Leopoldo hizo un gesto de comprensión.

– Aquí tenemos un fichero -dijo, señalando un armario-. Pero sólo de los que han muerto en algún hospital y de los que han decidido quedarse a vivir en esta región.

Ignacio abrió los ojos con expresión esperanzada.

– ¿Te importaría que lo viera?

– Tuyo es.

Ignacio tomó del armario los montones de fichas y se sentó a la mesa. E inició la tarea. Leopoldo le dijo: "Es buscar una aguja en un pajar".

El resultado de la operación fue teatral. Entre los muertos, ningún conocido; entre los vivos, sí, uno. Pero no era ni José Alvear, ni Julio García, ni David, ni Olga; era Canela. Allí estaba la ficha, con la fotografía, que parecía sacada por Ezequiel y las señas de la muchacha. "Isabel Cortés Amat, alias Canela, veintiséis años, prostituta, domiciliada en Perpiñán, 23, fue de la Provence".

– ¿Qué? ¿Encontraste algo? -le preguntó Leopoldo.

– ¡Casi nada! -contestó Ignacio-. ¡Mi primera novia!

– ¿Qué dices?

Ignacio quedóse absorto. ¡Cuánto tiempo había pasado desde que Canela, estando él desnudo, lo perseguía por la habitación haciéndole cosquillas! Entonces ella era una gacela joven y veloz; ahora, en la fotografía, se la veía ajada, con una cicatriz no en el cuello, sino en el alma. Ignacio no pudo menos de recordar su enfermedad venérea, la mancha de pus en la cama, el bofetón de su madre y el comentario de su padre, Matías: "Y además, esas mujeres creen saber la verdad de todo y no es así. Sólo conocen la cara fea de la vida".

No lo pensó más. Despidióse de Leopoldo y diez minutos después se encontraba en 23, rué de la Provence. Efectivamente, Canela vivía allí, con un monsieur, también español. Un monsieur tres important'. Pero apenas paraba en casa. Se pasaba el día en el café de enfrente, 'chez Jean'.

Ignacio cruzó la calle y penetró en el café. Tuvo suerte. En una mesa al fondo, sola, haciendo solitarios, ¡con cartas francesas!, reconoció a Canela.

– Pero… ¡Ignacio!

– ¡Pssh…! No hables fuerte. Estoy de servicio…

– ¿Cómo?

Canela se levantó y haciendo aspavientos abrazó al muchacho y lo besuqueó repetidamente en ambas mejillas.

– ¡Por favor, Canela!

– Pero ¿qué te pasa? ¿Será verdad que has venido a detenerme?

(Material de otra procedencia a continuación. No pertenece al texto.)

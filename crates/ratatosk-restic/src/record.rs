//! Backup result records
//!
//! One record per driver invocation, immutable once the driver returns.
//! Statistics are present if and only if restic reported a summary event.

use serde::Serialize;

use crate::events::SummaryEvent;

/// Statistics from one restic summary event
#[derive(Debug, Clone, Default, Serialize)]
pub struct BackupStats {
    pub files_new: u64,
    pub files_changed: u64,
    pub files_unmodified: u64,
    pub dirs_new: u64,
    pub dirs_changed: u64,
    pub dirs_unmodified: u64,
    pub total_files_processed: u64,
    pub total_bytes_processed: u64,
    pub total_duration: f64,
    pub snapshot_id: String,
}

impl BackupStats {
    /// Build from a summary event. When the backup was fed on stdin restic
    /// reports zero processed bytes; `data_added` is the usable count then.
    pub fn from_summary(summary: &SummaryEvent) -> Self {
        let total_bytes_processed =
            if summary.total_bytes_processed == 0 && summary.data_added > 0 {
                summary.data_added
            } else {
                summary.total_bytes_processed
            };
        Self {
            files_new: summary.files_new,
            files_changed: summary.files_changed,
            files_unmodified: summary.files_unmodified,
            dirs_new: summary.dirs_new,
            dirs_changed: summary.dirs_changed,
            dirs_unmodified: summary.dirs_unmodified,
            total_files_processed: summary.total_files_processed,
            total_bytes_processed,
            total_duration: summary.total_duration,
            snapshot_id: summary.snapshot_id.clone(),
        }
    }
}

/// One row of the final report
#[derive(Debug, Clone, Default, Serialize)]
pub struct BackupRecord {
    pub hostname: String,
    pub name: String,
    pub subname: String,
    pub backup_type: String,
    /// Present iff the restic invocation reported a summary
    pub stats: Option<BackupStats>,
    pub errors: Vec<String>,
}

impl BackupRecord {
    /// Record for one driver invocation
    pub fn new(
        name: impl Into<String>,
        subname: impl Into<String>,
        backup_type: impl Into<String>,
        stats: Option<BackupStats>,
        errors: Vec<String>,
    ) -> Self {
        Self {
            hostname: String::new(),
            name: name.into(),
            subname: subname.into(),
            backup_type: backup_type.into(),
            stats,
            errors,
        }
    }

    /// Hostname-only marker row that precedes a host's driver records
    pub fn host_marker(hostname: impl Into<String>) -> Self {
        Self {
            hostname: hostname.into(),
            ..Self::default()
        }
    }

    /// Stat-less record announcing a composite driver (compose, wordpress)
    pub fn announcement(
        name: impl Into<String>,
        subname: impl Into<String>,
        backup_type: impl Into<String>,
    ) -> Self {
        Self::new(name, subname, backup_type, None, Vec::new())
    }
}

/// Append-only record sequence for one host
#[derive(Debug, Clone, Default)]
pub struct HostResults {
    pub hostname: String,
    records: Vec<BackupRecord>,
}

impl HostResults {
    pub fn new(hostname: impl Into<String>) -> Self {
        Self {
            hostname: hostname.into(),
            records: Vec::new(),
        }
    }

    pub fn push(&mut self, record: BackupRecord) {
        self.records.push(record);
    }

    pub fn records(&self) -> &[BackupRecord] {
        &self.records
    }
}

/// Records for a whole run, host by host in processing order
#[derive(Debug, Clone, Default)]
pub struct RunResults {
    hosts: Vec<HostResults>,
}

impl RunResults {
    pub fn push(&mut self, host: HostResults) {
        self.hosts.push(host);
    }

    pub fn hosts(&self) -> &[HostResults] {
        &self.hosts
    }

    /// All records in report order
    pub fn records(&self) -> impl Iterator<Item = &BackupRecord> {
        self.hosts.iter().flat_map(|h| h.records.iter())
    }
}

#[cfg(test)]
mod tests {
    use super::*;

    #[test]
    fn marker_has_hostname_and_nothing_else() {
        let marker = BackupRecord::host_marker("web1");
        assert_eq!(marker.hostname, "web1");
        assert!(marker.name.is_empty());
        assert!(marker.stats.is_none());
        assert!(marker.errors.is_empty());
    }

    #[test]
    fn run_results_iterate_in_push_order() {
        let mut a = HostResults::new("a");
        a.push(BackupRecord::host_marker("a"));
        a.push(BackupRecord::announcement("grp", "", "docker-compose"));
        let mut b = HostResults::new("b");
        b.push(BackupRecord::host_marker("b"));

        let mut run = RunResults::default();
        run.push(a);
        run.push(b);

        let hostnames: Vec<&str> = run.records().map(|r| r.hostname.as_str()).collect();
        assert_eq!(hostnames, ["a", "", "b"]);
    }
}
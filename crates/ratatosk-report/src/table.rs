//! Report table rendering
//!
//! Fixed columns, one row per backup record. Records without statistics
//! (host markers, composite announcements, failed drivers) render as empty
//! cells, so every row still spans the full column count.

use ratatosk_core::human_readable_size;
use ratatosk_restic::{BackupRecord, RunResults};
use tabled::settings::object::Columns;
use tabled::settings::{Alignment, Modify, Style};
use tabled::{Table, Tabled};

/// One rendered report row
#[derive(Debug, Clone, Tabled)]
pub struct ReportRow {
    #[tabled(rename = "hostname")]
    pub hostname: String,
    #[tabled(rename = "name")]
    pub name: String,
    #[tabled(rename = "subname")]
    pub subname: String,
    #[tabled(rename = "type")]
    pub backup_type: String,
    #[tabled(rename = "files\nnew")]
    pub files_new: String,
    #[tabled(rename = "files\nchanged")]
    pub files_changed: String,
    #[tabled(rename = "files\nunmodified")]
    pub files_unmodified: String,
    #[tabled(rename = "dirs\nnew")]
    pub dirs_new: String,
    #[tabled(rename = "dirs\nchanged")]
    pub dirs_changed: String,
    #[tabled(rename = "dirs\nunmodified")]
    pub dirs_unmodified: String,
    #[tabled(rename = "total\nfiles")]
    pub total_files: String,
    #[tabled(rename = "total\nbytes")]
    pub total_bytes: String,
    #[tabled(rename = "duration")]
    pub duration: String,
    #[tabled(rename = "snapshot ID")]
    pub snapshot_id: String,
}

/// HTML header cells, `<br>` instead of newlines
const HTML_HEADERS: [&str; 14] = [
    "hostname",
    "name",
    "subname",
    "type",
    "files<br>new",
    "files<br>changed",
    "files<br>unmodified",
    "dirs<br>new",
    "dirs<br>changed",
    "dirs<br>unmodified",
    "total<br>files",
    "total<br>bytes",
    "duration",
    "snapshot ID",
];

impl ReportRow {
    pub fn from_record(record: &BackupRecord) -> Self {
        let stats = record.stats.as_ref();
        let num = |v: Option<u64>| v.map(|n| n.to_string()).unwrap_or_default();
        Self {
            hostname: record.hostname.clone(),
            name: record.name.clone(),
            subname: record.subname.clone(),
            // Only rows with statistics carry the type, matching the report
            // shape where announcement rows stay blank past the subname
            backup_type: stats.map(|_| record.backup_type.clone()).unwrap_or_default(),
            files_new: num(stats.map(|s| s.files_new)),
            files_changed: num(stats.map(|s| s.files_changed)),
            files_unmodified: num(stats.map(|s| s.files_unmodified)),
            dirs_new: num(stats.map(|s| s.dirs_new)),
            dirs_changed: num(stats.map(|s| s.dirs_changed)),
            dirs_unmodified: num(stats.map(|s| s.dirs_unmodified)),
            total_files: num(stats.map(|s| s.total_files_processed)),
            total_bytes: stats
                .map(|s| human_readable_size(s.total_bytes_processed))
                .unwrap_or_default(),
            duration: stats
                .map(|s| format!("{:.1}", s.total_duration))
                .unwrap_or_default(),
            snapshot_id: stats.map(|s| s.snapshot_id.clone()).unwrap_or_default(),
        }
    }

    fn cells(&self) -> [&str; 14] {
        [
            &self.hostname,
            &self.name,
            &self.subname,
            &self.backup_type,
            &self.files_new,
            &self.files_changed,
            &self.files_unmodified,
            &self.dirs_new,
            &self.dirs_changed,
            &self.dirs_unmodified,
            &self.total_files,
            &self.total_bytes,
            &self.duration,
            &self.snapshot_id,
        ]
    }
}

/// All records of a run in report order
pub fn report_rows(run: &RunResults) -> Vec<ReportRow> {
    run.records().map(ReportRow::from_record).collect()
}

/// Box-drawing console table; numeric columns right-aligned
pub fn render_console(rows: &[ReportRow]) -> String {
    let mut table = Table::new(rows);
    table
        .with(Style::modern())
        .with(Modify::new(Columns::new(4..)).with(Alignment::right()));
    table.to_string()
}

/// Bordered HTML table for the emailed report
pub fn render_html(rows: &[ReportRow]) -> String {
    let mut out = String::from("<table cellpadding='1' cellspacing='0' border='1'>\n<thead>\n  <tr>\n");
    for header in HTML_HEADERS {
        out.push_str(&format!("    <th align='right'>{header}</th>\n"));
    }
    out.push_str("  </tr>\n</thead>\n<tbody>\n");
    for row in rows {
        out.push_str("  <tr>\n");
        for cell in row.cells() {
            out.push_str(&format!("    <td align='right'>{cell}</td>\n"));
        }
        out.push_str("  </tr>\n");
    }
    out.push_str("</tbody>\n</table>\n");
    out
}
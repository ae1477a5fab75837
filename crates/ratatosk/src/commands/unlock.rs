//! Unlock command: drop stale repository locks per host

use anyhow::Result;
use ratatosk_core::Config;
use ratatosk_restic::run_local;

use super::{load_hosts, local_restic};
use crate::cli::FilterArgs;
use crate::output;

pub async fn run(args: FilterArgs, config: &Config) -> Result<()> {
    let store = load_hosts(config)?;
    for host in store.iter(args.hostname.as_deref()) {
        output::header(&format!("Unlocking repo {}", host.name));
        let cmd = local_restic(config, &host.name).subcommand("unlock").json();
        let (_ok, text) = run_local(&cmd.argv()).await?;
        println!("{text}");
    }
    Ok(())
}
//! # ratatosk-restic
//!
//! Everything restic: the command builder, the line-delimited JSON event
//! protocol, per-source backup drivers and the per-host runner. restic
//! itself stays an external binary; this crate only builds its argv, feeds
//! it a tunnel and folds its event stream into result records.

pub mod command;
pub mod drivers;
pub mod events;
pub mod record;
pub mod runner;

pub use command::{run_local, ResticCmd};
pub use events::{parse_line, EventFold, NullProgress, ProgressSink, ResticEvent, StatusEvent};
pub use record::{BackupRecord, BackupStats, HostResults, RunResults};
//! Plain file backups
//!
//! No compression: restic's dedup works best on raw content, and the stacks
//! we back up are mostly already-compressed media anyway.

use anyhow::Result;
use tracing::info;

use super::{collect_events, DriverCtx, BACKUP_LIST_FILE, REMOTE_PASSWORD_FILE};
use crate::command::ResticCmd;
use crate::record::{BackupRecord, HostResults};

/// Back up one or more remote paths.
///
/// Multiple paths are staged as a `--files-from` list on the remote host;
/// a single path is passed directly.
pub async fn run(
    ctx: &DriverCtx<'_>,
    paths: &[String],
    name: &str,
    subname: &str,
    tags: &[String],
    backup_type: &str,
    results: &mut HostResults,
) -> Result<()> {
    info!(host = %ctx.session.hostname(), ?paths, "backing up files");

    if paths.len() > 1 {
        ctx.session
            .write_file(BACKUP_LIST_FILE, &paths.join("\n"), None)
            .await?;
    }

    let mut cmd = ResticCmd::new(&ctx.global.restic_remote, ctx.repo(), REMOTE_PASSWORD_FILE)
        .subcommand("backup")
        .arg("--one-file-system")
        .json();
    if paths.len() > 1 {
        cmd = cmd.arg("--files-from").arg(BACKUP_LIST_FILE);
    } else if let Some(path) = paths.first() {
        cmd = cmd.arg(path);
    }
    for tag in tags {
        cmd = cmd.tag(tag);
    }

    let argv = cmd.argv();
    let argv_refs: Vec<&str> = argv.iter().map(String::as_str).collect();
    let (stats, errors) = collect_events(ctx, &argv_refs).await?;

    results.push(BackupRecord::new(name, subname, backup_type, stats, errors));
    Ok(())
}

– Nada de eso, Canela. He venido a saber qué tal estás…

Por fin Ignacio consiguió que Canela se sentara; y él hizo lo propio, situándose frente por frente.

– ¡Menuda sorpresa!

– Nada de sorpresas. Andaba buscándole… El diálogo, en un principio, fue cordial. Canela tenía mucho mejor aspecto que en la fotografía, aunque se le notaba en los ojos que bebía demasiado. Y era evidente que su alegría al ver a Ignacio fue sincera. Se rieron evocando sus encuentros en Gerona. "Me tenías chiflada. ¡Eras tan crío! Tuve que enseñártelo todo, ¿te acuerdas?".

Ignacio simuló estar de vuelta…

– ¿Y ahora, qué haces? -preguntó el muchacho-. Llevas muchas joyas…

– ¡Bah! -Canela encendió, con aire hastiado, un pitillo-. Un comisario me sacó del campo y me tiene retirada. Pero ya lo ves. Me paso el día en el cine, aunque no entiendo ni jota, o en este cafetucho haciendo solitarios.

Ignacio sintió de pronto una gran compasión por aquella mujer, cuya roja cabellera despedía extraños reflejos.

– Te sientes… sola, ¿verdad?

– ¿Y tú no? -le preguntó Canela.

– Pues… yo, la verdad, me las voy arreglando.

– Ya te llegará.

Los hombres del mostrador miraban a Canela y uno de ellos, que sin duda la conocía, le hizo un gesto obsceno. Canela barbotó:

– Asquerosos…

Ignacio intervino:

– Hablando de tu comisario… ¿Lo quieres?

Canela eructó, lo que rompió el encanto de la alusión.

– ¿Querer yo? Ya quise una vez. Pero el hombrecito voló.

– ¡Ah!, ¿sí? ¿Dónde está?

– En Toulouse. Lo mantiene una madame. Es lo normal.

Ignacio se mordió el labio inferior.

– ¿Cómo se llama? -preguntó.

– ¡Ya lo sabes! José Alvear…

La conversación prosiguió, sincopada. Canela, que iba poniéndose nerviosa, saltaba sin conexión de un tema a otro y no paraba de beber.

– ¡Eh, 'garçon', trae algo para 'mon ami'…! Y dime, ¿tú qué haces? ¿Por qué estás en Perpiñán?

– Todavía no me han licenciado. Estoy en Fronteras.

– ¡Ah!, ya…

'Mon ami'… La frase había gustado a Ignacio, sin saber por qué. Y también le gustaban los extraños reflejos de la roja cabellera de Canela.

– Cuéntame, Canela. Todo eso… es duro, ¿verdad?

– ¡Claro que lo es! Pero vosotros tenéis la culpa, ¿no?

– Bueno, mujer, no te pongas así.

El 'garçon' trajo un coñac para Ignacio, coñac que olía a gloria.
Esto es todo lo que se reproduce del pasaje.